全編に流れるラブストーリーの、美しい映像の旋律が、スクリーンから奏でてくるすばらしい映画でした。
確かに、描かれる中心のお話は、アデルとエマという二人の女性のレズビアンの関係を描いた作品です。しかし、そのラブシーンの美しさは、息をのむほどに清らかで純粋。しかも、初めて二人がキスをする大木のそばのベンチのシーンの美しいのも必見のシーンです。
監督はアブデラティフ・ケシシュという人。
とにかく、アデルを演じたアデル・エルザルコプレスとエマを演じたレア・セドゥの二人の女優が抜群に魅力的でキュート。アデルが、まだまだ純粋で一途な若々しさを演じる一方で、エマが、少し年上であるものの、芸術家という感覚が全体を包み込んだ、ミステリアスな美しさをにおわせてくる。そして、この二人が、まるで運命のように出会い、なるべくして愛し合い、そして残酷ではあるが、なるべくして、それぞれの道へ進んでいく物語に、熱い感動を感じざるを得ません。

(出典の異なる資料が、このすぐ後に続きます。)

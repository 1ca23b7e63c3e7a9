pub mod colleges;
pub mod partitions;
//! Query intent: course type, location and college hints.
//!
//! Course-type detection walks a fixed priority order so that the more specific codes
//! are tested first ("MBBS" before "MD", "MDS" before "MD"). All patterns are compiled
//! once; unexpected input simply yields no course type.

use crate::lexicon::Lexicon;
use crate::storage::Partition;
use crate::text::{collapse_whitespace, is_stopword};
use once_cell::sync::Lazy;
use regex::Regex;
use serde::{Deserialize, Serialize};

#[derive(Debug, Clone, Copy, PartialEq, Eq, Hash, Serialize, Deserialize)]
pub enum CourseType {
    #[serde(rename = "MBBS")]
    Mbbs,
    #[serde(rename = "MD")]
    Md,
    #[serde(rename = "MS")]
    Ms,
    #[serde(rename = "DM")]
    Dm,
    #[serde(rename = "MCh")]
    Mch,
    #[serde(rename = "BDS")]
    Bds,
    #[serde(rename = "MDS")]
    Mds,
    #[serde(rename = "DNB")]
    Dnb,
}

/// Most specific first.
const DETECTION_ORDER: [CourseType; 8] = [
    CourseType::Mbbs,
    CourseType::Mds,
    CourseType::Bds,
    CourseType::Dnb,
    CourseType::Mch,
    CourseType::Dm,
    CourseType::Md,
    CourseType::Ms,
];

static MBBS_RE: Lazy<Regex> = Lazy::new(|| {
    Regex::new(r"(?i)\bM\.?\s?B\.?\s?B\.?\s?S\b|BACHELOR OF MEDICINE").unwrap()
});
static MDS_RE: Lazy<Regex> = Lazy::new(|| {
    Regex::new(r"(?i)\bM\.?\s?D\.?\s?S\b|MASTER OF DENTAL SURGERY").unwrap()
});
static BDS_RE: Lazy<Regex> = Lazy::new(|| {
    Regex::new(r"(?i)\bB\.?\s?D\.?\s?S\b|BACHELOR OF DENTAL SURGERY").unwrap()
});
static DNB_RE: Lazy<Regex> = Lazy::new(|| {
    Regex::new(r"(?i)\bD\.?\s?N\.?\s?B\b|DIPLOMATE OF NATIONAL BOARD").unwrap()
});
static MCH_RE: Lazy<Regex> = Lazy::new(|| {
    Regex::new(r"(?i)\bM\.?\s?CH\b|MAGISTER CHIRURGIAE|MASTER OF CHIRURGIAE").unwrap()
});
static DM_RE: Lazy<Regex> =
    Lazy::new(|| Regex::new(r"(?i)\bD\.?\s?M\b|DOCTORATE OF MEDICINE").unwrap());
static MD_RE: Lazy<Regex> =
    Lazy::new(|| Regex::new(r"(?i)\bM\.?\s?D\b|DOCTOR OF MEDICINE").unwrap());
static MS_RE: Lazy<Regex> =
    Lazy::new(|| Regex::new(r"(?i)\bM\.?\s?S\b|MASTER OF SURGERY").unwrap());

impl CourseType {
    pub fn as_str(&self) -> &'static str {
        match self {
            CourseType::Mbbs => "MBBS",
            CourseType::Md => "MD",
            CourseType::Ms => "MS",
            CourseType::Dm => "DM",
            CourseType::Mch => "MCh",
            CourseType::Bds => "BDS",
            CourseType::Mds => "MDS",
            CourseType::Dnb => "DNB",
        }
    }

    /// The catalog partition that carries this course family.
    pub fn partition(&self) -> Partition {
        match self {
            CourseType::Bds | CourseType::Mds => Partition::Dental,
            CourseType::Dnb => Partition::Dnb,
            _ => Partition::Medical,
        }
    }

    fn pattern(&self) -> &'static Regex {
        match self {
            CourseType::Mbbs => &MBBS_RE,
            CourseType::Md => &MD_RE,
            CourseType::Ms => &MS_RE,
            CourseType::Dm => &DM_RE,
            CourseType::Mch => &MCH_RE,
            CourseType::Bds => &BDS_RE,
            CourseType::Mds => &MDS_RE,
            CourseType::Dnb => &DNB_RE,
        }
    }

    /// Overlapping families whose hits must be rejected for this type.
    fn excluded(&self) -> &'static [CourseType] {
        match self {
            CourseType::Md | CourseType::Ms | CourseType::Dm | CourseType::Mch => {
                &[CourseType::Mbbs, CourseType::Dnb]
            }
            CourseType::Mbbs | CourseType::Bds => &[CourseType::Dnb],
            CourseType::Mds => &[CourseType::Bds, CourseType::Dnb],
            CourseType::Dnb => &[],
        }
    }

    /// Whether a course name belongs to this family and to none of the overlapping ones.
    pub fn matches_course(&self, course_name: &str) -> bool {
        if !self.pattern().is_match(course_name) {
            return false;
        }
        !self
            .excluded()
            .iter()
            .any(|other| other.pattern().is_match(course_name))
    }
}

#[derive(Debug, Clone, PartialEq, Eq, Default)]
pub struct Intent {
    pub course_type: Option<CourseType>,
    pub location_hint: bool,
    pub college_hint: bool,
    /// Canonical state named in the query.
    pub state: Option<String>,
    /// The query minus course-type, state, stopword and generic tokens.
    pub residual: String,
}

impl Intent {
    /// Nothing left to match textually, but the query still constrains the catalog
    /// ("DNB in Karnataka").
    pub fn is_broad(&self) -> bool {
        self.residual.is_empty() && (self.course_type.is_some() || self.state.is_some())
    }
}

const COLLEGE_WORDS: &[&str] = &[
    "COLLEGE",
    "COLLEGES",
    "INSTITUTE",
    "UNIVERSITY",
    "HOSPITAL",
    "MEDICAL",
    "DENTAL",
    "SCIENCES",
    "ACADEMY",
    "CENTRE",
    "CENTER",
];

const GENERIC_WORDS: &[&str] = &[
    "COLLEGE", "COLLEGES", "COURSE", "COURSES", "SEAT", "SEATS", "LIST", "ALL",
];

pub fn detect_course_type(query: &str) -> Option<CourseType> {
    DETECTION_ORDER
        .iter()
        .copied()
        .find(|ct| ct.pattern().is_match(query))
}

/// Analyze a normalized (upper-cased, trimmed) query.
pub fn analyze(query: &str, lexicon: &Lexicon) -> Intent {
    let course_type = detect_course_type(query);
    let state = lexicon.find_state_in(query);

    let tokens: Vec<&str> = query.split_whitespace().collect();
    let location_hint =
        state.is_some() || tokens.iter().any(|t| matches!(*t, "IN" | "NEAR" | "AT"));
    let college_hint = tokens.iter().any(|t| COLLEGE_WORDS.contains(t))
        || (course_type.is_none() && lexicon.expansions_of(query).is_some())
        || lexicon.abbreviations_for(query).is_some();

    let mut rest = query.to_string();
    if let Some(ct) = course_type {
        rest = ct.pattern().replace_all(&rest, " ").into_owned();
    }
    if let Some(mention) = &state {
        let padded = format!(" {} ", collapse_whitespace(&rest));
        rest = padded.replace(&format!(" {} ", mention.surface), " ");
    }
    let residual = rest
        .split_whitespace()
        .filter(|t| !is_stopword(t) && !GENERIC_WORDS.contains(t))
        .collect::<Vec<_>>()
        .join(" ");

    Intent {
        course_type,
        location_hint,
        college_hint,
        state: state.map(|m| m.canonical),
        residual,
    }
}

#[cfg(test)]
mod tests {
    use super::*;
    use test_case::test_case;

    #[test_case("MBBS", Some(CourseType::Mbbs); "mbbs")]
    #[test_case("MD GENERAL MEDICINE", Some(CourseType::Md); "md")]
    #[test_case("M.D. PAEDIATRICS", Some(CourseType::Md); "dotted md")]
    #[test_case("MDS ORTHODONTICS", Some(CourseType::Mds); "mds is not md")]
    #[test_case("MBBS MD COLLEGES", Some(CourseType::Mbbs); "mbbs wins priority")]
    #[test_case("DNB IN KARNATAKA", Some(CourseType::Dnb); "dnb")]
    #[test_case("MCH NEUROSURGERY", Some(CourseType::Mch); "mch")]
    #[test_case("DM CARDIOLOGY", Some(CourseType::Dm); "dm")]
    #[test_case("MS ORTHOPAEDICS", Some(CourseType::Ms); "ms")]
    #[test_case("BDS", Some(CourseType::Bds); "bds")]
    #[test_case("DOCTOR OF MEDICINE", Some(CourseType::Md); "spelled out md")]
    #[test_case("AJ INSTITUTE", None; "plain name")]
    #[test_case("MDMA", None; "no partial token")]
    #[test_case("", None; "empty")]
    fn detects_course_type(query: &str, expected: Option<CourseType>) {
        assert_eq!(detect_course_type(query), expected);
    }

    #[test_case(CourseType::Md, "MD General Medicine", true; "md keeps md")]
    #[test_case(CourseType::Md, "MBBS", false; "md drops mbbs")]
    #[test_case(CourseType::Md, "MBBS and MD", false; "md drops mixed mbbs")]
    #[test_case(CourseType::Md, "DNB General Medicine", false; "md drops dnb")]
    #[test_case(CourseType::Md, "MDS Prosthodontics", false; "md drops mds")]
    #[test_case(CourseType::Mbbs, "MBBS", true; "mbbs keeps mbbs")]
    #[test_case(CourseType::Dnb, "DNB Anaesthesia", true; "dnb keeps dnb")]
    #[test_case(CourseType::Ms, "MS General Surgery", true; "ms keeps ms")]
    #[test_case(CourseType::Mds, "MDS", true; "mds keeps mds")]
    #[test_case(CourseType::Bds, "MDS", false; "bds drops mds")]
    fn course_type_filtering(ct: CourseType, course: &str, keep: bool) {
        assert_eq!(ct.matches_course(course), keep);
    }

    #[test]
    fn compound_query_is_broad() {
        let lex = Lexicon::builtin();
        let intent = analyze("DNB IN KARNATAKA", &lex);
        assert_eq!(intent.course_type, Some(CourseType::Dnb));
        assert_eq!(intent.state.as_deref(), Some("KARNATAKA"));
        assert!(intent.location_hint);
        assert_eq!(intent.residual, "");
        assert!(intent.is_broad());
    }

    #[test]
    fn residual_keeps_name_tokens() {
        let lex = Lexicon::builtin();
        let intent = analyze("AJ COLLEGES IN KARNATAKA", &lex);
        assert_eq!(intent.residual, "AJ");
        assert!(intent.college_hint);
        assert!(!intent.is_broad());
    }

    #[test]
    fn plain_query_has_no_constraints() {
        let lex = Lexicon::builtin();
        let intent = analyze("AJ", &lex);
        assert_eq!(intent.course_type, None);
        assert_eq!(intent.state, None);
        assert!(!intent.location_hint);
        assert_eq!(intent.residual, "AJ");
        assert!(!intent.is_broad());
    }

    #[test]
    fn abbreviation_sets_college_hint() {
        let lex = Lexicon::builtin();
        assert!(analyze("AIIMS", &lex).college_hint);
        assert!(analyze("ALL INDIA INSTITUTE OF MEDICAL SCIENCES", &lex).college_hint);
    }

    #[test]
    fn course_types_map_to_partitions() {
        assert_eq!(CourseType::Bds.partition(), Partition::Dental);
        assert_eq!(CourseType::Dnb.partition(), Partition::Dnb);
        assert_eq!(CourseType::Mch.partition(), Partition::Medical);
    }
}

映画は、高校生のアデルが学校へ行くため、バスに駆けつけるシーンから始まります。文学を専攻する彼女は、ふつうの学生、周りの友達と騒ぎながら日々を送っている。
トマという男子学生と知り合い、つきあい,SEXをするが、何か物足りなさを感じ別れる。その彼女が、たまたま町でブルーに髪の毛を染めたエマとすれ違う。そして、二人はなぜか振り返り視線を交わす。

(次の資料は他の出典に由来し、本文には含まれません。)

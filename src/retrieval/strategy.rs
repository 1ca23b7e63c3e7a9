//! Retrieval strategies.
//!
//! Each strategy turns a variant into a set of OR-combined field predicates. The
//! catalog applies the caller's constraints on top, so adding a strategy never touches
//! the fan-out loop.

use crate::storage::{CatalogRow, CatalogSource, Field, FieldMatch, FieldPredicate, Partition, RowQuery};
use crate::text::{compact, initials_needle};
use anyhow::Result;
use serde::{Deserialize, Serialize};

#[derive(Debug, Clone, Copy, PartialEq, Eq, Hash, Serialize, Deserialize)]
#[serde(rename_all = "lowercase")]
pub enum StrategyKind {
    Exact,
    Fuzzy,
    Semantic,
    Abbreviation,
}

impl StrategyKind {
    pub fn as_str(&self) -> &'static str {
        match self {
            StrategyKind::Exact => "exact",
            StrategyKind::Fuzzy => "fuzzy",
            StrategyKind::Semantic => "semantic",
            StrategyKind::Abbreviation => "abbreviation",
        }
    }
}

/// AND-constraints applied to every read of one search.
#[derive(Debug, Clone, Default, PartialEq, Eq)]
pub struct Constraints {
    pub course: Option<String>,
    pub state: Option<String>,
    pub row_limit: usize,
}

impl Constraints {
    pub fn row_query(&self, any_of: Vec<FieldPredicate>) -> RowQuery {
        RowQuery {
            any_of,
            course: self.course.clone(),
            state: self.state.clone(),
            limit: self.row_limit,
        }
    }
}

pub trait RetrievalStrategy: Send + Sync {
    fn kind(&self) -> StrategyKind;

    /// `None` when the strategy does not apply to this variant; an empty list matches
    /// every row.
    fn predicates(&self, variant: &str) -> Option<Vec<FieldPredicate>>;

    fn retrieve(
        &self,
        catalog: &dyn CatalogSource,
        partition: Partition,
        variant: &str,
        constraints: &Constraints,
    ) -> Result<Vec<CatalogRow>> {
        match self.predicates(variant) {
            Some(any_of) => catalog.query_partition(partition, &constraints.row_query(any_of)),
            None => Ok(Vec::new()),
        }
    }
}

fn contains(field: Field, variant: &str) -> FieldPredicate {
    FieldPredicate::new(field, FieldMatch::Contains(variant.to_string()))
}

pub struct ExactStrategy;

impl RetrievalStrategy for ExactStrategy {
    fn kind(&self) -> StrategyKind {
        StrategyKind::Exact
    }

    fn predicates(&self, variant: &str) -> Option<Vec<FieldPredicate>> {
        if variant.is_empty() {
            return Some(Vec::new());
        }
        Some(
            [Field::CollegeName, Field::CourseName, Field::State, Field::City]
                .into_iter()
                .map(|f| contains(f, variant))
                .collect(),
        )
    }
}

pub struct FuzzyStrategy;

impl RetrievalStrategy for FuzzyStrategy {
    fn kind(&self) -> StrategyKind {
        StrategyKind::Fuzzy
    }

    fn predicates(&self, variant: &str) -> Option<Vec<FieldPredicate>> {
        if compact(variant).is_empty() {
            return None;
        }
        let mut out = Vec::new();
        for field in [Field::CollegeName, Field::CourseName] {
            out.push(FieldPredicate::new(field, FieldMatch::Wildcarded(variant.to_string())));
            out.push(FieldPredicate::new(field, FieldMatch::Compact(variant.to_string())));
        }
        Some(out)
    }
}

pub struct SemanticStrategy;

impl RetrievalStrategy for SemanticStrategy {
    fn kind(&self) -> StrategyKind {
        StrategyKind::Semantic
    }

    fn predicates(&self, variant: &str) -> Option<Vec<FieldPredicate>> {
        if variant.is_empty() {
            return None;
        }
        let equals = [Field::CourseType, Field::State, Field::ManagementType]
            .into_iter()
            .map(|f| FieldPredicate::new(f, FieldMatch::Equals(variant.to_string())));
        let substr = [Field::CourseName, Field::City]
            .into_iter()
            .map(|f| contains(f, variant));
        Some(equals.chain(substr).collect())
    }
}

pub struct AbbreviationStrategy;

impl RetrievalStrategy for AbbreviationStrategy {
    fn kind(&self) -> StrategyKind {
        StrategyKind::Abbreviation
    }

    fn predicates(&self, variant: &str) -> Option<Vec<FieldPredicate>> {
        if variant.is_empty() {
            return None;
        }
        let mut out = vec![
            contains(Field::CollegeName, variant),
            contains(Field::City, variant),
        ];
        if let Some(letters) = initials_needle(variant) {
            out.push(FieldPredicate::new(Field::CollegeName, FieldMatch::Initials(letters)));
        }
        Some(out)
    }
}

/// Exact -> Fuzzy -> Semantic -> Abbreviation.
pub fn default_strategies() -> Vec<Box<dyn RetrievalStrategy>> {
    vec![
        Box::new(ExactStrategy),
        Box::new(FuzzyStrategy),
        Box::new(SemanticStrategy),
        Box::new(AbbreviationStrategy),
    ]
}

アデルは、たまたま女友達にキスをされ、なにかが心の中に芽生える。このシーンも、危ういほどに美しい。
そして、トマと別れたアデルは、友達とゲイバーに飲みに行くが、そこで、エマと再会するのである。二人は、自然と意気投合、やがて体を重ねる。全裸の二人が絡み合うシーンはもちろんエロティックではあるものの、まぶしいほどに美しいのも事実。これがラブシーンだといわんばかりの映像美に引き込まれる場面である。

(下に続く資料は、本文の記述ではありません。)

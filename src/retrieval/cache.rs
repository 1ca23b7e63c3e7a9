//! Time-boxed cache for slowly changing reference lists.

use std::sync::RwLock;
use std::time::{Duration, Instant};

/// A single value that expires after `ttl`. Concurrent refreshes are not coordinated;
/// the last writer wins.
#[derive(Debug)]
pub struct TtlCache<V> {
    ttl: Duration,
    slot: RwLock<Option<(Instant, V)>>,
}

impl<V: Clone> TtlCache<V> {
    pub fn new(ttl: Duration) -> Self {
        Self {
            ttl,
            slot: RwLock::new(None),
        }
    }

    pub fn get(&self) -> Option<V> {
        let guard = self.slot.read().unwrap_or_else(|e| e.into_inner());
        match guard.as_ref() {
            Some((stored_at, value)) if stored_at.elapsed() < self.ttl => Some(value.clone()),
            _ => None,
        }
    }

    pub fn insert(&self, value: V) {
        let mut guard = self.slot.write().unwrap_or_else(|e| e.into_inner());
        *guard = Some((Instant::now(), value));
    }

    pub fn clear(&self) {
        let mut guard = self.slot.write().unwrap_or_else(|e| e.into_inner());
        *guard = None;
    }
}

画家を目指し、美術学校に通うエマはアデルをモデルに絵を描く。やがて、アデルも幼稚園の先生になり、エマと同居を始める。このまま、楽しい生活が続くかと思われたが、ふとした行き違いで、別れることになる。このときの二人の喧嘩のシーンが、はじけるほどに激しいのも、この作品の演出のレベルの高さを思い知らされる。
カメラは、手持ちで人物を追いかけていくが、短い切り替えしで、決して退屈させないリズムを持ち、作品全体に統一した旋律を生み出していく。
それぞれに、それぞれの生活を進むアデルとエマ。エマは念願の個展を開催、今は幼稚園の先生として生活するアデルを招待する。
個展に出かけ、成功したエマを遠くから見つめるアデル。少しずつ二人はそれぞれの道を進むべく踏み出していったのを感じる。それでも二人のあのひとときの物語は、決して死ぬまで消えることのない至福の時だったとお互いに認めながら、エマは来客の雑踏の中へ、アデルは一人、自分の生活に帰っていく。真っ青なドレスを身につけたアデルの後ろ姿でエンディング。
三時間を裕に越える長尺な作品ですが、一本の作品として統一された美しさに、ほとんど、間延びする場面が存在しない。完成品とはこういう物をいうのだろうと充実感に浸れる作品でした。